§ **Exercise aim**: Please restate, word for word, the lines below that begin at the one with "whole keyframe document" and end at the one with "a JSON string". Leave out all other lines.

(Items listed in a dataset)
____
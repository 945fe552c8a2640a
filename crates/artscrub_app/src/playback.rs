// SPDX-License-Identifier: MIT OR Apache-2.0
//! Headless playback session.
//!
//! A session loads the document named in the settings, builds the scene and
//! drives it the way an interactive front end would: the scrub cursor moves
//! between keyframe times, each stop is rendered for a number of frames, and
//! pointer gestures go through the scene's drag routing.

use crate::document::Document;
use crate::error::AppError;
use crate::settings::Settings;
use artscrub_timeline::{
    AttributeTrack, EntityId, HoverLabel, Position, RenderSnapshot, Scene, TrackKind,
};
use serde::Serialize;
use std::io::Write;
use std::path::PathBuf;

/// One rendered frame as emitted by `play`
#[derive(Debug, Clone, Serialize)]
pub struct FrameRecord {
    /// Frame counter since playback start
    pub frame: u64,
    /// Scrub position for this frame
    pub cursor: f32,
    /// What to draw
    pub entities: Vec<RenderSnapshot>,
}

/// Summary line for `inspect`
#[derive(Debug, Clone, PartialEq)]
pub struct EntitySummary {
    /// Entity ID
    pub id: EntityId,
    /// Keyframe count
    pub keyframes: usize,
    /// First and last keyframe time
    pub time_range: Option<(f32, f32)>,
    /// Attached tracks
    pub tracks: Vec<TrackKind>,
    /// Whether the entity can be dragged
    pub draggable: bool,
}

/// Result of a pointer drag gesture
#[derive(Debug, Clone, PartialEq)]
pub struct DragOutcome {
    /// Entity that was grabbed
    pub id: EntityId,
    /// Position written into keyframe 0
    pub committed: Position,
}

/// Loaded document plus the scene built from it
pub struct Session {
    settings: Settings,
    data_path: PathBuf,
    document: Document,
    scene: Scene,
}

impl Session {
    /// Load the document named in `settings`
    pub fn open(settings: Settings) -> Result<Self, AppError> {
        let data_path = settings.data_path.clone();
        let document = Document::load(&data_path)?;
        Self::from_document(settings, data_path, document)
    }

    /// Build a session from an already parsed document
    pub fn from_document(
        settings: Settings,
        data_path: PathBuf,
        document: Document,
    ) -> Result<Self, AppError> {
        let scene = document.build_scene(&settings)?;
        if scene.is_empty() {
            return Err(AppError::EmptyScene(data_path));
        }
        Ok(Self {
            settings,
            data_path,
            document,
            scene,
        })
    }

    /// Per-entity summaries in draw order
    pub fn inspect(&self) -> Vec<EntitySummary> {
        self.scene
            .entities()
            .map(|entity| EntitySummary {
                id: entity.id().clone(),
                keyframes: entity.keyframe_count(),
                time_range: entity.time_range(),
                tracks: std::iter::once(TrackKind::Image)
                    .chain(entity.tracks().iter().map(AttributeTrack::kind))
                    .collect(),
                draggable: entity.is_draggable(),
            })
            .collect()
    }

    /// Move the cursor to `time` and run frames until easing completes
    pub fn settle_at(&mut self, time: f32) -> f32 {
        let cursor = self.scene.set_cursor(time);
        self.scene.settle(self.settings.playback.easing_frames().max(1));
        cursor
    }

    /// Scrub across keyframe times from `from` to `to`, writing one JSON line
    /// per frame.
    ///
    /// Scrubs backwards when `from` is after `to`. Returns the number of
    /// frames written.
    pub fn play<W: Write>(
        &mut self,
        from: Option<f32>,
        to: Option<f32>,
        hold: Option<u32>,
        out: &mut W,
    ) -> Result<u64, AppError> {
        let Some((start, end)) = self.scene.time_range() else {
            return Ok(0);
        };
        let from = from.unwrap_or(start);
        let to = to.unwrap_or(end);
        let hold = hold.unwrap_or(self.settings.playback.hold_frames).max(1);

        let (lo, hi) = if from <= to { (from, to) } else { (to, from) };
        let mut stops: Vec<f32> = self
            .scene
            .keyframe_times()
            .into_iter()
            .filter(|t| (lo..=hi).contains(t))
            .collect();
        if from > to {
            stops.reverse();
        }
        tracing::info!(
            "Playing {} stops from {} to {}, {} frames each",
            stops.len(),
            from,
            to,
            hold
        );

        let mut frame = 0;
        for stop in stops {
            let cursor = self.scene.set_cursor(stop);
            for _ in 0..hold {
                let record = FrameRecord {
                    frame,
                    cursor,
                    entities: self.scene.tick(),
                };
                serde_json::to_writer(&mut *out, &record)?;
                out.write_all(b"\n")?;
                frame += 1;
            }
        }
        out.flush()?;
        Ok(frame)
    }

    /// Press at `grab`, move to `release` in `steps` moves, and release.
    ///
    /// The scene ticks once per move, so the timeline keeps running while
    /// the pointer holds the entity. The commit is mirrored into the
    /// document.
    pub fn drag(
        &mut self,
        at: f32,
        grab: Position,
        release: Position,
        steps: u32,
    ) -> Result<DragOutcome, AppError> {
        self.settle_at(at);
        let id = self
            .scene
            .pointer_pressed(grab)
            .ok_or(AppError::NothingGrabbed { x: grab.x, y: grab.y })?;

        let steps = steps.max(1);
        for step in 1..=steps {
            let t = step as f32 / steps as f32;
            let pointer = Position::new(
                grab.x + (release.x - grab.x) * t,
                grab.y + (release.y - grab.y) * t,
            );
            self.scene.pointer_moved(pointer);
            self.scene.tick();
        }

        let (id, committed) = self
            .scene
            .pointer_released()
            .ok_or(AppError::DragLost(id))?;
        self.document.commit_origin(&id, committed);
        tracing::info!("Committed {} keyframe 0 to ({}, {})", id, committed.x, committed.y);
        Ok(DragOutcome { id, committed })
    }

    /// Hover readout at `pointer` after settling at `at`
    pub fn hover(&mut self, at: f32, pointer: Position) -> Option<HoverLabel> {
        self.settle_at(at);
        self.scene.hover(pointer)
    }

    /// Write the document back to its file
    pub fn save(&self) -> Result<(), AppError> {
        self.document.save(&self.data_path)?;
        Ok(())
    }
}
/// Rejected entity definition
#[derive(Debug, Clone, PartialEq, thiserror::Error)]
pub enum ValidationError {
    /// The image track has no keyframes
    #[error("entity '{entity}' has no keyframes")]
    EmptyTimeline {
        /// Offending entity
        entity: EntityId,
    },

    /// A track does not share the image track's length
    #[error("entity '{entity}': {track} track has {found} keyframes, expected {expected}")]
    LengthMismatch {
        /// Offending entity
        entity: EntityId,
        /// Offending track
        track: TrackKind,
        /// Keyframe count of the image track
        expected: usize,
        /// Keyframe count of the offending track
        found: usize,
    },

    /// A track's timestamps differ from the image track's
    #[error("entity '{entity}': {track} track timestamp {index} differs from the image track")]
    TimestampMismatch {
        /// Offending entity
        entity: EntityId,
        /// Offending track
        track: TrackKind,
        /// Keyframe index
        index: usize,
    },

    /// Timestamps go backwards
    #[error("entity '{entity}': {track} track timestamp {index} is earlier than its predecessor")]
    NonMonotonic {
        /// Offending entity
        entity: EntityId,
        /// Offending track
        track: TrackKind,
        /// Keyframe index
        index: usize,
    },

    /// Timestamp is NaN or infinite
    #[error("entity '{entity}': {track} track timestamp {index} is not finite")]
    NonFiniteTimestamp {
        /// Offending entity
        entity: EntityId,
        /// Offending track
        track: TrackKind,
        /// Keyframe index
        index: usize,
    },

    /// Two tracks animate the same attribute
    #[error("entity '{entity}' has more than one {track} track")]
    DuplicateTrack {
        /// Offending entity
        entity: EntityId,
        /// Duplicated track
        track: TrackKind,
    },

    /// Drag commits need a position track to write into
    #[error("entity '{entity}' is draggable but has no position track")]
    DraggableWithoutPosition {
        /// Offending entity
        entity: EntityId,
    },
}
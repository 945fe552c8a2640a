// SPDX-License-Identifier: MIT OR Apache-2.0
//! Keyframe document loading and save-back.
//!
//! The document is a JSON array of series, each a list of artwork records.
//! Records may omit position, size or rotation; missing values repeat the
//! previous record's value. The first record is seeded with position
//! `(0, 0)`, size `100x100` and rotation `0`.

use crate::settings::Settings;
use artscrub_timeline::{
    EntityId, ImageHandle, KeyframeTrack, Position, Rotation, Scene, SceneError, Size,
    TimelineEntity, ValidationError,
};
use serde::{Deserialize, Serialize};
use std::path::Path;

/// Position seed before the first record
pub const SEED_POSITION: Position = Position::new(0.0, 0.0);

/// Size seed before the first record
pub const SEED_SIZE: Size = Size::new(100.0, 100.0);

/// Document load/save error
#[derive(Debug, thiserror::Error)]
pub enum DocumentError {
    /// IO error
    #[error("IO error: {0}")]
    Io(#[from] std::io::Error),
    /// Malformed JSON
    #[error("Invalid document: {0}")]
    Json(#[from] serde_json::Error),
    /// A series failed validation
    #[error(transparent)]
    Invalid(#[from] ValidationError),
    /// Series could not be added to the scene
    #[error(transparent)]
    Scene(#[from] SceneError),
}

/// Position with optional fields, filled independently
#[derive(Debug, Clone, Copy, PartialEq, Default, Serialize, Deserialize)]
pub struct PositionRecord {
    /// Horizontal coordinate
    #[serde(default)]
    pub x: Option<f32>,
    /// Vertical coordinate
    #[serde(default)]
    pub y: Option<f32>,
}

impl PositionRecord {
    fn fill(&self, last: Position) -> Position {
        Position::new(self.x.unwrap_or(last.x), self.y.unwrap_or(last.y))
    }
}

impl From<Position> for PositionRecord {
    fn from(p: Position) -> Self {
        Self {
            x: Some(p.x),
            y: Some(p.y),
        }
    }
}

/// Size with optional fields, filled independently
#[derive(Debug, Clone, Copy, PartialEq, Default, Serialize, Deserialize)]
pub struct SizeRecord {
    /// Width
    #[serde(default)]
    pub width: Option<f32>,
    /// Height
    #[serde(default)]
    pub height: Option<f32>,
}

impl SizeRecord {
    fn fill(&self, last: Size) -> Size {
        Size::new(
            self.width.unwrap_or(last.width),
            self.height.unwrap_or(last.height),
        )
    }
}

/// One keyframe of a series as stored in the document
#[derive(Debug, Clone, PartialEq, Serialize, Deserialize)]
pub struct ArtworkRecord {
    /// Image path handed to the renderer
    pub image: String,
    /// Scrub time
    pub timestamp: f32,
    /// Center position
    #[serde(default, skip_serializing_if = "Option::is_none")]
    pub position: Option<PositionRecord>,
    /// Drawn size
    #[serde(default, skip_serializing_if = "Option::is_none")]
    pub size: Option<SizeRecord>,
    /// Rotation in degrees
    #[serde(default, skip_serializing_if = "Option::is_none")]
    pub rotation: Option<f32>,
}

/// A series of artworks animated as one entity
#[derive(Debug, Clone, PartialEq, Serialize, Deserialize)]
pub struct SeriesRecord {
    /// Series ID
    pub id: String,
    /// Overrides the default draggable setting
    #[serde(default, skip_serializing_if = "Option::is_none")]
    pub draggable: Option<bool>,
    /// Keyframe records
    pub artworks: Vec<ArtworkRecord>,
}

impl SeriesRecord {
    /// Record indices in keyframe order; equal timestamps keep document order
    fn keyframe_order(&self) -> Vec<usize> {
        let mut order: Vec<usize> = (0..self.artworks.len()).collect();
        order.sort_by(|&a, &b| {
            self.artworks[a]
                .timestamp
                .total_cmp(&self.artworks[b].timestamp)
        });
        order
    }

    /// Write `position` into the record that feeds keyframe 0.
    ///
    /// Later records that inherit their position from the origin get the
    /// old filled value written out first, up to the first record that sets
    /// both coordinates itself. Returns `false` for an empty series.
    fn commit_origin(&mut self, position: Position) -> bool {
        let order = self.keyframe_order();
        let Some((&origin, rest)) = order.split_first() else {
            return false;
        };

        let mut filled = self.artworks[origin]
            .position
            .map_or(SEED_POSITION, |p| p.fill(SEED_POSITION));
        for &idx in rest {
            let record = &mut self.artworks[idx];
            let own = record.position.unwrap_or_default();
            if own.x.is_some() && own.y.is_some() {
                break;
            }
            filled = own.fill(filled);
            record.position = Some(filled.into());
        }

        self.artworks[origin].position = Some(position.into());
        true
    }

    /// Forward-fill the records and build a validated entity.
    ///
    /// Records are sorted by timestamp; equal timestamps keep document order.
    pub fn to_entity(
        &self,
        easing_frames: u32,
        draggable_default: bool,
    ) -> Result<TimelineEntity, ValidationError> {

        let mut images = KeyframeTrack::new();
        let mut positions = KeyframeTrack::new();
        let mut sizes = KeyframeTrack::new();
        let mut rotations = KeyframeTrack::new();

        let mut position = SEED_POSITION;
        let mut size = SEED_SIZE;
        let mut rotation = Rotation(0.0);

        for record in self.keyframe_order().into_iter().map(|idx| &self.artworks[idx]) {
            if let Some(p) = &record.position {
                position = p.fill(position);
            }
            if let Some(s) = &record.size {
                size = s.fill(size);
            }
            if let Some(r) = record.rotation {
                rotation = Rotation(r);
            }
            images.push(record.timestamp, ImageHandle::new(record.image.as_str()));
            positions.push(record.timestamp, position);
            sizes.push(record.timestamp, size);
            rotations.push(record.timestamp, rotation);
        }

        let mut builder = TimelineEntity::builder(self.id.as_str(), images)
            .track(positions)
            .draggable(self.draggable.unwrap_or(draggable_default))
            .easing_duration(easing_frames);
        if self.artworks.iter().any(|a| a.size.is_some()) {
            builder = builder.track(sizes);
        }
        if self.artworks.iter().any(|a| a.rotation.is_some()) {
            builder = builder.track(rotations);
        }
        builder.build()
    }
}

/// The whole keyframe document
#[derive(Debug, Clone, PartialEq, Default, Serialize, Deserialize)]
#[serde(transparent)]
pub struct Document {
    /// Series in draw order
    pub series: Vec<SeriesRecord>,
}

impl Document {
    /// Parse from a JSON string
    pub fn from_json(s: &str) -> Result<Self, DocumentError> {
        Ok(serde_json::from_str(s)?)
    }

    /// Serialize to a pretty JSON string
    pub fn to_json(&self) -> Result<String, DocumentError> {
        Ok(serde_json::to_string_pretty(self)?)
    }

    /// Load a document from a file
    pub fn load(path: &Path) -> Result<Self, DocumentError> {
        let contents = std::fs::read_to_string(path)?;
        let document = Self::from_json(&contents)?;
        tracing::info!("Loaded {} series from {:?}", document.series.len(), path);
        Ok(document)
    }

    /// Save the document to a file
    pub fn save(&self, path: &Path) -> Result<(), DocumentError> {
        std::fs::write(path, self.to_json()?)?;
        tracing::info!("Saved document to {:?}", path);
        Ok(())
    }

    /// Build a scene with one entity per series
    pub fn build_scene(&self, settings: &Settings) -> Result<Scene, DocumentError> {
        let easing_frames = settings.playback.easing_frames();
        let draggable = settings.interaction.draggable_by_default;

        let mut scene = Scene::new();
        for series in &self.series {
            scene.add_entity(series.to_entity(easing_frames, draggable)?)?;
        }
        if let Some((start, _)) = scene.time_range() {
            scene.set_cursor(start);
        }
        Ok(scene)
    }

    /// Write a committed drag into the record that feeds keyframe 0.
    ///
    /// The rest of the series keeps the positions it had before the commit.
    /// Returns `false` when the series is unknown or empty.
    pub fn commit_origin(&mut self, id: &EntityId, position: Position) -> bool {
        self.series
            .iter_mut()
            .find(|s| s.id == id.as_str())
            .is_some_and(|series| series.commit_origin(position))
    }
}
____
§ **Solution to this task**:
/// The whole keyframe document
#[derive(Debug, Clone, PartialEq, Default, Serialize, Deserialize)]
#[serde(transparent)]
pub struct Document {
    /// Series in draw order
    pub series: Vec<SeriesRecord>,
}

impl Document {
    /// Parse from a JSON string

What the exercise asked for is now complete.